I decided to take this week away from Twitter, and so I’ve scrolled through Facebook more than usual. This reminded me how saturated the website is with the most bizarre mobile game ads.
These are surrealist masterpieces in a way. They are so jarring and irritating that I have spent the whole day waging a crusade against them, pressing the “Hide ad” button and blocking their respective company. They are infuriating little videos clearly spat out by an algorithm.
Sometimes they are simple games being played incorrectly, which invites you to download the game because you want to prove you’re better than the dunce that made the ad. Others have a combination of bathroom humor and misfiring attempts at sexual allure. In one ad I saw today, a heroic animated figure punches his way through a wall to escape a bathroom where a toilet is spraying brown liquid everywhere and then falls to the bottom of a skyscraper where he suddenly finds himself in… a sort of logic game? I don’t remember. I hid it. In another, the game told me not to “let my lover see [me] playing this game” and revealed a woman with a variety of semi-sexual dialogue options.

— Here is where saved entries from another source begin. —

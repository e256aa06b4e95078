//! Continuous reading core
//!
//! - [`resolver`]: sequence position to passage
//! - [`queue`]: look-behind/look-ahead window math
//! - [`timer`]: drift-corrected playback timer
//! - [`state`]: the orchestrator tying them to persisted state

pub mod queue;
pub mod resolver;
pub mod state;
pub mod timer;

pub use queue::{Queue, QueueWindow};
pub use resolver::{resolve, Resolution};
pub use state::{PlayerBehaviorState, ReaderDeps, MAX_QUEUE_RADIUS};
pub use timer::{PlaybackTimer, TimerStatus};
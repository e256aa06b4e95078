//! # Lectio Common Library
//!
//! Shared code for the Lectio reader services:
//! - Scripture addressing (chapter addresses, verse ranges, passages)
//! - Reader behaviors and repeat policies
//! - Event types (ReaderEvent enum) and the EventBus
//! - Configuration loading
//! - Database bootstrap
//! - Timestamp helpers

pub mod behavior;
pub mod bible;
pub mod config;
pub mod db;
pub mod error;
pub mod events;
pub mod time;

pub use behavior::{ReaderBehavior, RepeatPolicy};
pub use bible::{BookView, ChapterAddress, Passage, VerseRange};
pub use error::{Error, Result};
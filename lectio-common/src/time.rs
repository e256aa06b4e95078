//! Timestamp utilities

use chrono::{DateTime, Utc};

/// Get current UTC timestamp
pub fn now() -> DateTime<Utc> {
    Utc::now()
}

/// Convert milliseconds to duration
pub fn millis_to_duration(millis: u64) -> std::time::Duration {
    std::time::Duration::from_millis(millis)
}

/// Fraction of `duration` covered by `elapsed`, clamped to `[0, 1]`.
///
/// A non-positive duration counts as already complete.
pub fn progress_fraction(elapsed: f64, duration: f64) -> f64 {
    if duration <= 0.0 {
        return 1.0;
    }
    (elapsed / duration).clamp(0.0, 1.0)
}
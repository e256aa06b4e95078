//! Database access layer
//!
//! Persistence ports used by the reader: the behavior store (settings table)
//! and the per-scope session store (sequence index, timer elapsed time).

pub mod session;
pub mod settings;

pub use session::{MemorySessionStore, SessionKey, SessionStore, SqliteSessionStore};
pub use settings::{BehaviorStore, MemoryBehaviorStore, SqliteBehaviorStore};
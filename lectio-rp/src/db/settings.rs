//! Settings database access
//!
//! Read/write settings from the settings table (key-value store), and the
//! behavior store built on top of it.

use async_trait::async_trait;
use lectio_common::{Error, ReaderBehavior, Result};
use sqlx::{Pool, Sqlite};
use std::str::FromStr;
use tokio::sync::RwLock;
use tracing::debug;

use lectio_common::db::{DEFAULT_QUEUE_RADIUS, DEFAULT_TICK_INTERVAL_MS};

/// Settings key holding the active reader behavior as JSON
pub const READER_BEHAVIOR_KEY: &str = "reader_behavior";

/// Load the playback timer tick period
///
/// Clamped to 10-1000ms; defaults to 100ms when unset.
pub async fn load_tick_interval(db: &Pool<Sqlite>) -> Result<u64> {
    match get_setting::<u64>(db, "timer_tick_interval_ms").await? {
        Some(interval) => Ok(interval.clamp(10, 1000)),
        None => Ok(DEFAULT_TICK_INTERVAL_MS),
    }
}

/// Load the default queue window radius (defaults to 3)
pub async fn load_queue_radius(db: &Pool<Sqlite>) -> Result<u32> {
    Ok(get_setting::<u32>(db, "queue_default_radius")
        .await?
        .unwrap_or(DEFAULT_QUEUE_RADIUS))
}

/// Generic setting getter
///
/// Returns None if key doesn't exist in database.
/// Parses value from string using FromStr trait.
pub async fn get_setting<T: FromStr>(db: &Pool<Sqlite>, key: &str) -> Result<Option<T>> {
    let value: Option<Option<String>> = sqlx::query_scalar("SELECT value FROM settings WHERE key = ?")
        .bind(key)
        .fetch_optional(db)
        .await?;

    match value.flatten() {
        Some(s) => match s.parse::<T>() {
            Ok(parsed) => Ok(Some(parsed)),
            Err(_) => Err(Error::Config(format!(
                "Failed to parse setting '{}' value: {}",
                key, s
            ))),
        },
        None => Ok(None),
    }
}

/// Generic setting setter
///
/// Inserts or updates setting in database.
pub async fn set_setting<T: ToString>(db: &Pool<Sqlite>, key: &str, value: T) -> Result<()> {
    let value_str = value.to_string();

    sqlx::query(
        r#"
        INSERT INTO settings (key, value)
        VALUES (?, ?)
        ON CONFLICT(key) DO UPDATE SET value = excluded.value
        "#,
    )
    .bind(key)
    .bind(value_str)
    .execute(db)
    .await?;

    Ok(())
}

/// Where the active [`ReaderBehavior`] lives
///
/// Read on every query; the reader never caches the behavior itself.
#[async_trait]
pub trait BehaviorStore: Send + Sync {
    async fn get_reader_behavior(&self) -> Result<ReaderBehavior>;

    async fn set_reader_behavior(&self, behavior: &ReaderBehavior) -> Result<()>;
}

/// Behavior stored as JSON in the settings table
#[derive(Debug, Clone)]
pub struct SqliteBehaviorStore {
    db: Pool<Sqlite>,
}

impl SqliteBehaviorStore {
    pub fn new(db: Pool<Sqlite>) -> Self {
        Self { db }
    }
}

#[async_trait]
impl BehaviorStore for SqliteBehaviorStore {
    async fn get_reader_behavior(&self) -> Result<ReaderBehavior> {
        match get_setting::<String>(&self.db, READER_BEHAVIOR_KEY).await? {
            Some(json) => Ok(serde_json::from_str(&json)?),
            None => Ok(ReaderBehavior::default()),
        }
    }

    async fn set_reader_behavior(&self, behavior: &ReaderBehavior) -> Result<()> {
        let json = serde_json::to_string(behavior)?;
        debug!("Storing reader behavior: {}", json);
        set_setting(&self.db, READER_BEHAVIOR_KEY, json).await
    }
}

/// In-process behavior store
#[derive(Debug, Default)]
pub struct MemoryBehaviorStore {
    behavior: RwLock<ReaderBehavior>,
}

impl MemoryBehaviorStore {
    pub fn new(behavior: ReaderBehavior) -> Self {
        Self {
            behavior: RwLock::new(behavior),
        }
    }
}

#[async_trait]
impl BehaviorStore for MemoryBehaviorStore {
    async fn get_reader_behavior(&self) -> Result<ReaderBehavior> {
        Ok(*self.behavior.read().await)
    }

    async fn set_reader_behavior(&self, behavior: &ReaderBehavior) -> Result<()> {
        *self.behavior.write().await = *behavior;
        Ok(())
    }
}

#[cfg(test)]
mod tests {
    use super::*;
    use lectio_common::db::init_memory_database;
    use lectio_common::{ChapterAddress, RepeatPolicy};

    #[tokio::test]
    async fn test_setting_get_set() {
        let db = init_memory_database().await.unwrap();

        assert_eq!(get_setting::<u32>(&db, "missing").await.unwrap(), None);

        set_setting(&db, "answer", 42u32).await.unwrap();
        assert_eq!(get_setting::<u32>(&db, "answer").await.unwrap(), Some(42));

        set_setting(&db, "answer", 43u32).await.unwrap();
        assert_eq!(get_setting::<u32>(&db, "answer").await.unwrap(), Some(43));
    }

    #[tokio::test]
    async fn test_setting_parse_failure_is_error() {
        let db = init_memory_database().await.unwrap();
        set_setting(&db, "timer_tick_interval_ms", "fast").await.unwrap();
        assert!(load_tick_interval(&db).await.is_err());
    }

    #[tokio::test]
    async fn test_defaults_from_schema() {
        let db = init_memory_database().await.unwrap();
        assert_eq!(load_tick_interval(&db).await.unwrap(), DEFAULT_TICK_INTERVAL_MS);
        assert_eq!(load_queue_radius(&db).await.unwrap(), DEFAULT_QUEUE_RADIUS);

        set_setting(&db, "timer_tick_interval_ms", 5u64).await.unwrap();
        assert_eq!(load_tick_interval(&db).await.unwrap(), 10);
    }

    #[tokio::test]
    async fn test_sqlite_behavior_store_round_trip() {
        let db = init_memory_database().await.unwrap();
        let store = SqliteBehaviorStore::new(db);

        // Unset: one chapter at the start of the canon
        assert_eq!(store.get_reader_behavior().await.unwrap(), ReaderBehavior::default());

        let behavior = ReaderBehavior::Segment {
            start: ChapterAddress::new(18, 22),
            length: None,
            policy: RepeatPolicy::Timed(600.0),
        };
        store.set_reader_behavior(&behavior).await.unwrap();
        assert_eq!(store.get_reader_behavior().await.unwrap(), behavior);
    }

    #[tokio::test]
    async fn test_corrupt_behavior_is_error() {
        let db = init_memory_database().await.unwrap();
        set_setting(&db, READER_BEHAVIOR_KEY, "{not json").await.unwrap();

        let store = SqliteBehaviorStore::new(db);
        assert!(matches!(
            store.get_reader_behavior().await,
            Err(Error::Serialization(_))
        ));
    }
}
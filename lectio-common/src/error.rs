//! Common error types for Lectio

use thiserror::Error;

/// Common result type for Lectio operations
pub type Result<T> = std::result::Result<T, Error>;

/// Common error types across Lectio crates
#[derive(Error, Debug)]
pub enum Error {
    /// Database operation error (wraps sqlx::Error)
    #[error("Database error: {0}")]
    Database(#[from] sqlx::Error),

    /// I/O operation error (wraps std::io::Error)
    #[error("IO error: {0}")]
    Io(#[from] std::io::Error),

    /// JSON encode/decode error for persisted or transmitted values
    #[error("Serialization error: {0}")]
    Serialization(#[from] serde_json::Error),

    /// TOML parse error for config and reading plan files
    #[error("TOML error: {0}")]
    Toml(#[from] toml::de::Error),

    /// Configuration loading or validation error
    #[error("Configuration error: {0}")]
    Config(String),

    /// Requested resource not found
    #[error("Not found: {0}")]
    NotFound(String),

    /// Invalid user input or request parameter
    #[error("Invalid input: {0}")]
    InvalidInput(String),

    /// Internal error
    #[error("Internal error: {0}")]
    Internal(String),
}
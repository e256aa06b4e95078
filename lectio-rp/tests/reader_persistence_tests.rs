//! Reader state survives teardown and reconstruction
//!
//! Uses a real database file so the SQLite stores are exercised end to end.

use std::sync::Arc;
use std::time::Duration;

use lectio_common::db::init_database;
use lectio_common::events::{EventBus, TimerState};
use lectio_common::{ChapterAddress, ReaderBehavior, RepeatPolicy};
use lectio_rp::db::{SessionKey, SessionStore, SqliteBehaviorStore, SqliteSessionStore};
use lectio_rp::providers::{ReaderContext, ReadingPlan, SharedCurrentPassage, StaticBible};
use lectio_rp::reader::{PlayerBehaviorState, ReaderDeps};
use sqlx::SqlitePool;

fn deps(db: &SqlitePool, scope: &str) -> ReaderDeps {
    ReaderDeps {
        context: ReaderContext::new(
            Arc::new(StaticBible::canon()),
            Arc::new(SharedCurrentPassage::default()),
            Arc::new(ReadingPlan::empty()),
        ),
        behaviors: Arc::new(SqliteBehaviorStore::new(db.clone())),
        session: Arc::new(SqliteSessionStore::new(db.clone(), scope)),
        events: EventBus::default(),
        tick_interval: Duration::from_millis(20),
    }
}

fn timed_segment(secs: f64) -> ReaderBehavior {
    ReaderBehavior::Segment {
        start: ChapterAddress::new(42, 0),
        length: None,
        policy: RepeatPolicy::Timed(secs),
    }
}

#[tokio::test]
async fn test_index_and_behavior_survive_restart() {
    let temp = tempfile::tempdir().unwrap();
    let db_path = temp.path().join("lectio.db");

    {
        let db = init_database(&db_path).await.unwrap();
        let reader = PlayerBehaviorState::load(deps(&db, "default")).await.unwrap();
        reader.set_behavior(timed_segment(900.0)).await.unwrap();
        reader.set_index(12).await.unwrap();
        reader.shutdown().await;
        db.close().await;
    }

    let db = init_database(&db_path).await.unwrap();
    let reader = PlayerBehaviorState::load(deps(&db, "default")).await.unwrap();

    assert_eq!(reader.current_index().await, 12);
    assert_eq!(reader.get_behavior().await.unwrap(), timed_segment(900.0));

    // John 1 + 12 chapters
    let passage = reader.get_section(None).await.unwrap().unwrap();
    assert_eq!(passage.chapter, ChapterAddress::new(42, 12));

    let status = reader.timer_status().await.unwrap();
    assert_eq!(status.state, TimerState::Paused);
    reader.shutdown().await;
}

#[tokio::test]
async fn test_timer_resumes_from_persisted_elapsed() {
    let temp = tempfile::tempdir().unwrap();
    let db = init_database(&temp.path().join("lectio.db")).await.unwrap();

    let reader = PlayerBehaviorState::load(deps(&db, "default")).await.unwrap();
    reader.set_behavior(timed_segment(60.0)).await.unwrap();
    reader.play_timer().await;
    tokio::time::sleep(Duration::from_millis(300)).await;
    reader.shutdown().await;

    let session = SqliteSessionStore::new(db.clone(), "default");
    let persisted = session.load(SessionKey::TimerElapsed).await.unwrap().unwrap();
    assert!(persisted > 0.0);

    let restored = PlayerBehaviorState::load(deps(&db, "default")).await.unwrap();
    let status = restored.timer_status().await.unwrap();
    assert_eq!(status.state, TimerState::Paused);
    assert!((status.elapsed - persisted).abs() < 1e-6);
    restored.shutdown().await;
}

#[tokio::test]
async fn test_scopes_keep_separate_sessions() {
    let temp = tempfile::tempdir().unwrap();
    let db = init_database(&temp.path().join("lectio.db")).await.unwrap();

    let morning = PlayerBehaviorState::load(deps(&db, "morning")).await.unwrap();
    morning.set_index(3).await.unwrap();

    let evening = PlayerBehaviorState::load(deps(&db, "evening")).await.unwrap();
    assert_eq!(evening.current_index().await, 0);

    let morning_again = PlayerBehaviorState::load(deps(&db, "morning")).await.unwrap();
    assert_eq!(morning_again.current_index().await, 3);
}
//! Scripture addressing types
//!
//! Everything here is an identifier, never text: a [`Passage`] names a chapter
//! and optionally a verse range inside it. All indices are 0-based.

use serde::{Deserialize, Serialize};

/// A chapter within a book (both 0-based)
#[derive(Debug, Clone, Copy, PartialEq, Eq, Hash, Serialize, Deserialize)]
pub struct ChapterAddress {
    pub book: u32,
    pub number: u32,
}

impl ChapterAddress {
    pub fn new(book: u32, number: u32) -> Self {
        Self { book, number }
    }
}

impl std::fmt::Display for ChapterAddress {
    fn fmt(&self, f: &mut std::fmt::Formatter<'_>) -> std::fmt::Result {
        write!(f, "{}/{}", self.book, self.number)
    }
}

/// Inclusive verse range within a chapter (0-based)
#[derive(Debug, Clone, Copy, PartialEq, Eq, Hash, Serialize, Deserialize)]
pub struct VerseRange {
    pub start: u32,
    pub end: u32,
}

/// A resolved reading unit: a whole chapter, or a verse range inside it
#[derive(Debug, Clone, Copy, PartialEq, Eq, Serialize, Deserialize)]
pub struct Passage {
    pub chapter: ChapterAddress,
    pub verses: Option<VerseRange>,
}

impl Passage {
    /// Whole-chapter passage
    pub fn chapter(chapter: ChapterAddress) -> Self {
        Self {
            chapter,
            verses: None,
        }
    }
}

/// Shape of one book: its display name and how many chapters it holds
#[derive(Debug, Clone, PartialEq, Eq, Serialize, Deserialize)]
pub struct BookView {
    pub name: String,
    pub chapter_count: u32,
}

/// Advance `start` forward by `count` chapters.
///
/// Chapter overflow rolls into the next book; running past the final book
/// wraps to the first, so open-ended runs cycle through the whole canon.
///
/// Returns `None` when `start` does not address a chapter in `books`
/// or when `books` holds no chapters at all.
pub fn advance_chapter(books: &[BookView], start: ChapterAddress, count: u32) -> Option<ChapterAddress> {
    let total: u64 = books.iter().map(|b| b.chapter_count as u64).sum();
    if total == 0 {
        return None;
    }

    let start_book = books.get(start.book as usize)?;
    if start.number >= start_book.chapter_count {
        return None;
    }

    let preceding: u64 = books[..start.book as usize]
        .iter()
        .map(|b| b.chapter_count as u64)
        .sum();
    let mut remaining = (preceding + start.number as u64 + count as u64) % total;

    for (book, view) in books.iter().enumerate() {
        let chapters = view.chapter_count as u64;
        if remaining < chapters {
            return Some(ChapterAddress::new(book as u32, remaining as u32));
        }
        remaining -= chapters;
    }

    None
}

/// Split a book title such as `"1 Kings"` into its numeric prefix and the
/// lowercased name (`(Some(1), "kings")`).
pub fn split_book_title(title: &str) -> (Option<u32>, String) {
    let trimmed = title.trim();
    let digits: String = trimmed.chars().take_while(|c| c.is_ascii_digit()).collect();
    if digits.is_empty() {
        return (None, trimmed.to_ascii_lowercase());
    }

    let rest = trimmed[digits.len()..].trim_start();
    (digits.parse().ok(), rest.to_ascii_lowercase())
}

/// Alternate spellings found in reading plans, mapped to canonical names
const BOOK_ALIASES: &[(&str, &str)] = &[
    ("psalm", "psalms"),
    ("song of songs", "song of solomon"),
    ("songs", "song of solomon"),
    ("canticles", "song of solomon"),
    ("revelations", "revelation"),
    ("qoheleth", "ecclesiastes"),
];

/// Find the index of the book named by `(prefix, name)`.
///
/// Matching is case-insensitive on the non-numeric part of each title using a
/// prefix match, so abbreviations like `"gen"` resolve. When several books
/// share the name (`1 Kings` / `2 Kings`) the one whose numeric prefix equals
/// `prefix` wins; otherwise the first candidate is used.
pub fn find_book(books: &[BookView], prefix: Option<u32>, name: &str) -> Option<u32> {
    let wanted = name.trim().to_ascii_lowercase();
    let wanted = BOOK_ALIASES
        .iter()
        .find(|(alias, _)| *alias == wanted)
        .map(|(_, canonical)| canonical.to_string())
        .unwrap_or(wanted);

    if wanted.is_empty() {
        return None;
    }

    let candidates: Vec<(u32, Option<u32>)> = books
        .iter()
        .enumerate()
        .filter_map(|(index, book)| {
            let (book_prefix, book_name) = split_book_title(&book.name);
            book_name
                .starts_with(&wanted)
                .then_some((index as u32, book_prefix))
        })
        .collect();

    candidates
        .iter()
        .find(|(_, book_prefix)| *book_prefix == prefix)
        .or_else(|| candidates.first())
        .map(|(index, _)| *index)
}

/// The 66-book Protestant canon with chapter counts
pub const DEFAULT_CANON: &[(&str, u32)] = &[
    ("Genesis", 50),
    ("Exodus", 40),
    ("Leviticus", 27),
    ("Numbers", 36),
    ("Deuteronomy", 34),
    ("Joshua", 24),
    ("Judges", 21),
    ("Ruth", 4),
    ("1 Samuel", 31),
    ("2 Samuel", 24),
    ("1 Kings", 22),
    ("2 Kings", 25),
    ("1 Chronicles", 29),
    ("2 Chronicles", 36),
    ("Ezra", 10),
    ("Nehemiah", 13),
    ("Esther", 10),
    ("Job", 42),
    ("Psalms", 150),
    ("Proverbs", 31),
    ("Ecclesiastes", 12),
    ("Song of Solomon", 8),
    ("Isaiah", 66),
    ("Jeremiah", 52),
    ("Lamentations", 5),
    ("Ezekiel", 48),
    ("Daniel", 12),
    ("Hosea", 14),
    ("Joel", 3),
    ("Amos", 9),
    ("Obadiah", 1),
    ("Jonah", 4),
    ("Micah", 7),
    ("Nahum", 3),
    ("Habakkuk", 3),
    ("Zephaniah", 3),
    ("Haggai", 2),
    ("Zechariah", 14),
    ("Malachi", 4),
    ("Matthew", 28),
    ("Mark", 16),
    ("Luke", 24),
    ("John", 21),
    ("Acts", 28),
    ("Romans", 16),
    ("1 Corinthians", 16),
    ("2 Corinthians", 13),
    ("Galatians", 6),
    ("Ephesians", 6),
    ("Philippians", 4),
    ("Colossians", 4),
    ("1 Thessalonians", 5),
    ("2 Thessalonians", 3),
    ("1 Timothy", 6),
    ("2 Timothy", 4),
    ("Titus", 3),
    ("Philemon", 1),
    ("Hebrews", 13),
    ("James", 5),
    ("1 Peter", 5),
    ("2 Peter", 3),
    ("1 John", 5),
    ("2 John", 1),
    ("3 John", 1),
    ("Jude", 1),
    ("Revelation", 22),
];

/// Book views for [`DEFAULT_CANON`]
pub fn default_canon() -> Vec<BookView> {
    DEFAULT_CANON
        .iter()
        .map(|(name, chapter_count)| BookView {
            name: name.to_string(),
            chapter_count: *chapter_count,
        })
        .collect()
}
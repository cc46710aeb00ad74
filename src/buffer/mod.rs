//! Geolocation buffer — spec.md §3 "GeolocBuffer", §4.2.
//!
//! The per-device rolling window of past frames' reception arrays. The
//! backing store is an external collaborator (spec.md §1, §6): an
//! opaque KV service keyed by device id, supporting atomic
//! get/set-with-TTL. We model it as `BufferStore` and generalize the
//! host crate's `GatewayTracker` (an `Arc<RwLock<..>>` guarded piece of
//! shared state updated from concurrent tasks) into a concrete
//! in-memory implementation for the demo binary and tests.

pub mod memory;

use crate::context::CorrelationContext;
use crate::error::GeolocError;
use crate::model::{DeviceId, Frame, MIN_FRAME_SIZE};
use async_trait::async_trait;
use std::time::Duration;

pub use memory::InMemoryBufferStore;

/// KV binding for a device's buffered frames.
///
/// Implementations MUST preserve receptions byte-for-byte (gateway ids,
/// uplink ids, fine-timestamp nanos) — they flow unchanged into the
/// resolver request (spec.md §6). Implementations MUST also honor
/// `ctx`'s cancellation (spec.md §5): a canceled context should abort
/// in-progress I/O and return [`GeolocError::Cancelled`].
#[async_trait]
pub trait BufferStore: Send + Sync {
    /// Returns the current buffer, or empty if absent or expired. Empty
    /// is not an error. A `ttl` of zero means the buffer behaves as
    /// single-frame-only: no prior state is ever considered current.
    async fn get(
        &self,
        ctx: &CorrelationContext,
        device: DeviceId,
        ttl: Duration,
    ) -> Result<Vec<Frame>, GeolocError>;

    /// Writes the buffer and sets/extends its TTL. Saving an empty
    /// sequence is a no-op — empty state is never persisted.
    async fn save(
        &self,
        ctx: &CorrelationContext,
        device: DeviceId,
        frames: Vec<Frame>,
        ttl: Duration,
    ) -> Result<(), GeolocError>;

    /// Removes any stored buffer for the device.
    async fn clear(&self, ctx: &CorrelationContext, device: DeviceId) -> Result<(), GeolocError>;
}

/// Run the per-uplink buffer update protocol (spec.md §4.2):
///
/// 1. Read the existing buffer under the configured TTL.
/// 2. If `current_frame` has at least [`MIN_FRAME_SIZE`] receptions,
///    append it. Shorter frames are deliberately dropped — they cannot
///    support TDOA or RSSI resolution (spec.md §8 property 1).
/// 3. If the resulting buffer is non-empty, save it (refreshing TTL).
/// 4. Return the updated sequence for the orchestrator to consume.
pub async fn update(
    ctx: &CorrelationContext,
    store: &dyn BufferStore,
    device: DeviceId,
    current_frame: &Frame,
    ttl: Duration,
) -> Result<Vec<Frame>, GeolocError> {
    let mut buffer = store.get(ctx, device, ttl).await.map_err(|e| {
        tracing::error!(%device, error = %e, "buffer read failed");
        e
    })?;

    if current_frame.len() >= MIN_FRAME_SIZE {
        buffer.push(current_frame.clone());
    }

    if !buffer.is_empty() {
        store.save(ctx, device, buffer.clone(), ttl).await.map_err(|e| {
            tracing::error!(%device, error = %e, "buffer write failed");
            e
        })?;
    }

    Ok(buffer)
}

Of course, all of this is designed to be irritating. Irritation captures your attention. The internet as a whole is drowning in this algorithm-produced content. Of course, behind it all are struggling artists and advertisers trying to get paid. If you’ve ever searched for freelance writing gigs online, you’ve probably hovered your cursor over a content mill position that invites you to write the dialogue for a roleplaying mobile games or SEO-based blog. Money is money, and, hey, at least you can put a writing position on your resume.
This is, of course, an infuriating feature of online life. All of my artistic friends complain about how difficult it is to share their work on Facebook. Since their ad space goes to the highest bidder, our personalized feed rarely shows us local musicians, filmmakers, or artists, but we do get to see ads for race-car-fashion-design-sex-cute-dog-keyword app which includes two-hundred microtransactions.
Some artists have played the system. I’ve recently become fascinated with Matt Farley of Motern Media who has produced a number of campy, poorly acted films including the 2012 horror masterpiece Don’t Let the Riverbeast Get You! and the 2013 autobiographical film Local Legends. These films are intentionally designed to reflect the feel of old after school specials and 1950s B movies. If you don’t get the joke, it just seems like a bad movie.
Farley’s career has been built around messing with the system. According to his Twitter bio, he has released over 23,000 songs. This immense body of work produces a passive income. Sure, Spotify is notorious for underpaying people for music, but 2 dollars a year per song when multiplied by 23,000 songs becomes a living.
These songs are all written around search results. Farley discovered that kids like to search immature phrases like “poop” using their parents’ Alexa. He has written songs where he repeats a first name and the word “poop” over and over, doing this with almost any name you can think of. You kind find the Josiah version here. He’s made a career printing out keywords and trying to write short songs around them.
Why Farley is so fascinating to me is that he unapologetically leans into the “content production” side of art. The commercial aspect of his work is part of the joke. In Local Legends, he routinely advertises his musical work to the viewer while his character hands CDs and merchandise to everyone he meets. He’s a businessman because the internet age doesn’t allow artists to be anything else.
Everyone has a Substack. Everyone has a podcast. I have both and in my limited experience creating content I’ve found that quantity is almost always more important than quality. Releasing an episode of your show every week is more important than having good episodes. Writing a Substack every week is more important than having thoughtful essays. Why do you think I’m writing this piece right now? And you are reading it.
What’s the point here? Do I have one? I’m not sure. This all makes me feel cynical, and yet when I look at Farley, I see someone who has found a way to play the game and make what he wants to make. As I find myself scrolling through writing jobs or brainstorming Substack pieces or considering guests for my podcast, I wonder if I can find a way to game the system and create stuff that I like. I wonder if there’s a way for thoughtful art to survive this commodification.
The Warhol shtick grows old eventually. At some point, commodified art making jokes about being commodified is so layered in irony that it leaves me craving for some real, genuine, sincere beauty. Can we game the system to do that? Can we find a way to produce meaning when we have commodified meaning?